Ends can be shared with other users (read-only). Shared ends expose their habits and actions to the shared user.

When listing habits for an end: always call both list_habits (with endId) and list_shared_habits, then combine results. Shared habits do not appear in the standard list_habits response — they are only returned by list_shared_habits.

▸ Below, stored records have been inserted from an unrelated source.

use once_cell::sync::Lazy;
use regex::Regex;

use super::validators::{IdPolicy, PricePolicy};

/// Intent classification hint from keyword anchors.
#[derive(Debug, Clone, Copy, PartialEq, Eq)]
pub enum IntentHint {
    Cancel,
    Shipping,
    Question,
    Buy,
}

/// Best-effort anchored extraction. `remaining` is the text with every
/// successful match consumed, handed on to the implicit resolver.
#[derive(Debug, Clone)]
pub struct AnchorResult {
    pub intent: Option<IntentHint>,
    pub item_id: Option<u32>,
    pub price: Option<u32>,
    pub remaining: String,
}

// Cancel works in both orders: "ยกเลิก 46" and "46 ยกเลิก".
static CANCEL_KEYWORD_FIRST: Lazy<Regex> = Lazy::new(|| {
    Regex::new(r"(?i)(?:^|\s)(?:cc|cancel|ยกเลิก|ไม่เอา|ปล่อย|หลุด|ลบ|เคลียร์|ล้าง)\s*(\d+)").unwrap()
});
static CANCEL_NUMBER_FIRST: Lazy<Regex> = Lazy::new(|| {
    Regex::new(r"(?i)(\d+)\s*(?:cc|cancel|ยกเลิก|ไม่เอา)").unwrap()
});

static SHIPPING: Lazy<Regex> =
    Lazy::new(|| Regex::new(r"พร้อมส่ง|สรุปยอด|ส่งของ|คิดเงิน|แจ้งส่ง").unwrap());

static QUESTION: Lazy<Regex> = Lazy::new(|| {
    Regex::new(r"อก|เอว|ยาว|เท่าไหร่|กี่บาท|แบบไหน|ผ้า|สี|ตำหนิ|ไหม|หรอ|หรือยัง|ว่างมั้ย").unwrap()
});

static ITEM_ID: Lazy<Regex> = Lazy::new(|| {
    Regex::new(r"(?i)(?:รายการที่|รหัส|เบอร์|ตัวที่|no\.?|cf|เอฟ|จอง|รับ|เอา|f)\s*(\d+)").unwrap()
});

static PRICE_KEYWORD_FIRST: Lazy<Regex> = Lazy::new(|| {
    Regex::new(r"(?:ราคา|เอาไป|จัดไป|ขาย|ตัวละ|เหลือ|แค่)\s*(\d+)").unwrap()
});
static PRICE_UNIT_AFTER: Lazy<Regex> =
    Lazy::new(|| Regex::new(r"(\d+)\s*(?:บาท|฿|\.-)").unwrap());

static FREEBIE: Lazy<Regex> = Lazy::new(|| Regex::new(r"ฟรี|แถม").unwrap());

/// Keyword-anchored extraction, evaluated in fixed priority order.
///
/// Cancel short-circuits everything; shipping and question short-circuit
/// the numeric extraction; id and price are matched independently, first
/// match wins per field.
pub struct AnchorExtractor {
    id_policy: IdPolicy,
    price_policy: PricePolicy,
}

impl AnchorExtractor {
    pub fn new(id_policy: IdPolicy, price_policy: PricePolicy) -> Self {
        Self {
            id_policy,
            price_policy,
        }
    }

    pub fn extract(&self, text: &str) -> AnchorResult {
        let mut working = text.to_string();

        // 1. Cancel beats everything, either word order
        for pattern in [&*CANCEL_KEYWORD_FIRST, &*CANCEL_NUMBER_FIRST] {
            if let Some(caps) = pattern.captures(&working) {
                if let Some(id) = parse_u32(caps.get(1).map(|m| m.as_str())) {
                    if self.id_policy.is_valid(id) {
                        return AnchorResult {
                            intent: Some(IntentHint::Cancel),
                            item_id: Some(id),
                            price: None,
                            remaining: String::new(),
                        };
                    }
                }
            }
        }

        // 2. Shipping notice
        if SHIPPING.is_match(&working) {
            return AnchorResult {
                intent: Some(IntentHint::Shipping),
                item_id: None,
                price: None,
                remaining: String::new(),
            };
        }

        // 3. Question words suppress a buy unless an explicit id anchor is
        // present ("เบอร์ 5 อกเท่าไหร่" still asks about item 5)
        let has_question = QUESTION.is_match(&working);

        // 4. Explicitly anchored item id
        let mut item_id = None;
        if let Some(caps) = ITEM_ID.captures(&working) {
            if let Some(id) = parse_u32(caps.get(1).map(|m| m.as_str())) {
                if self.id_policy.is_valid(id) {
                    item_id = Some(id);
                    let range = caps.get(0).map(|m| m.range());
                    if let Some(range) = range {
                        working.replace_range(range, " ");
                    }
                }
            }
        }

        if has_question && item_id.is_none() {
            return AnchorResult {
                intent: Some(IntentHint::Question),
                item_id: None,
                price: None,
                remaining: String::new(),
            };
        }

        // 5. Explicitly anchored price
        let mut price = None;
        for pattern in [&*PRICE_KEYWORD_FIRST, &*PRICE_UNIT_AFTER] {
            if price.is_some() {
                break;
            }
            if let Some(caps) = pattern.captures(&working) {
                if let Some(value) = parse_u32(caps.get(1).map(|m| m.as_str())) {
                    if self.price_policy.is_valid(value) {
                        price = Some(value);
                        let range = caps.get(0).map(|m| m.range());
                        if let Some(range) = range {
                            working.replace_range(range, " ");
                        }
                    }
                }
            }
        }

        // 6. Freebie marker means price zero
        if price.is_none() {
            if let Some(m) = FREEBIE.find(&working) {
                price = Some(0);
                working.replace_range(m.range(), " ");
            }
        }

        AnchorResult {
            intent: if item_id.is_some() {
                Some(IntentHint::Buy)
            } else {
                None
            },
            item_id,
            price,
            remaining: working.split_whitespace().collect::<Vec<_>>().join(" "),
        }
    }
}

fn parse_u32(text: Option<&str>) -> Option<u32> {
    text?.parse().ok()
}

When listing actions: list_actions returns only your own actions. Shared actions (from other users on shared ends) are not currently surfaced via a separate tool.

Gotchas

  • list_ends is the single authoritative tool for ends overview — includes habits, supporting ends, and parent ends. No need for a separate habits call.
  • list_teams: use personId (not organizationId) for "what teams is X in?" Use __self__ for current user.
  • update_habit: endIdToReplace ignores endIdToAdd/endIdToRemove. Choose one approach.
  • update_person: teamIds replaces the entire list; prefer teamIdsToAdd for adding.
  • list_actions: if period is set, fromDate/toDate are ignored.
  • delete_habit: cascades to all actions. Destructive and not recoverable.
  • delete_portfolio: does NOT unset portfolioId on ends.
  • create_person: check list_people first. Tool returns duplicateWarning if similar name exists.
  • Person email and lastName are optional. Only firstName is required.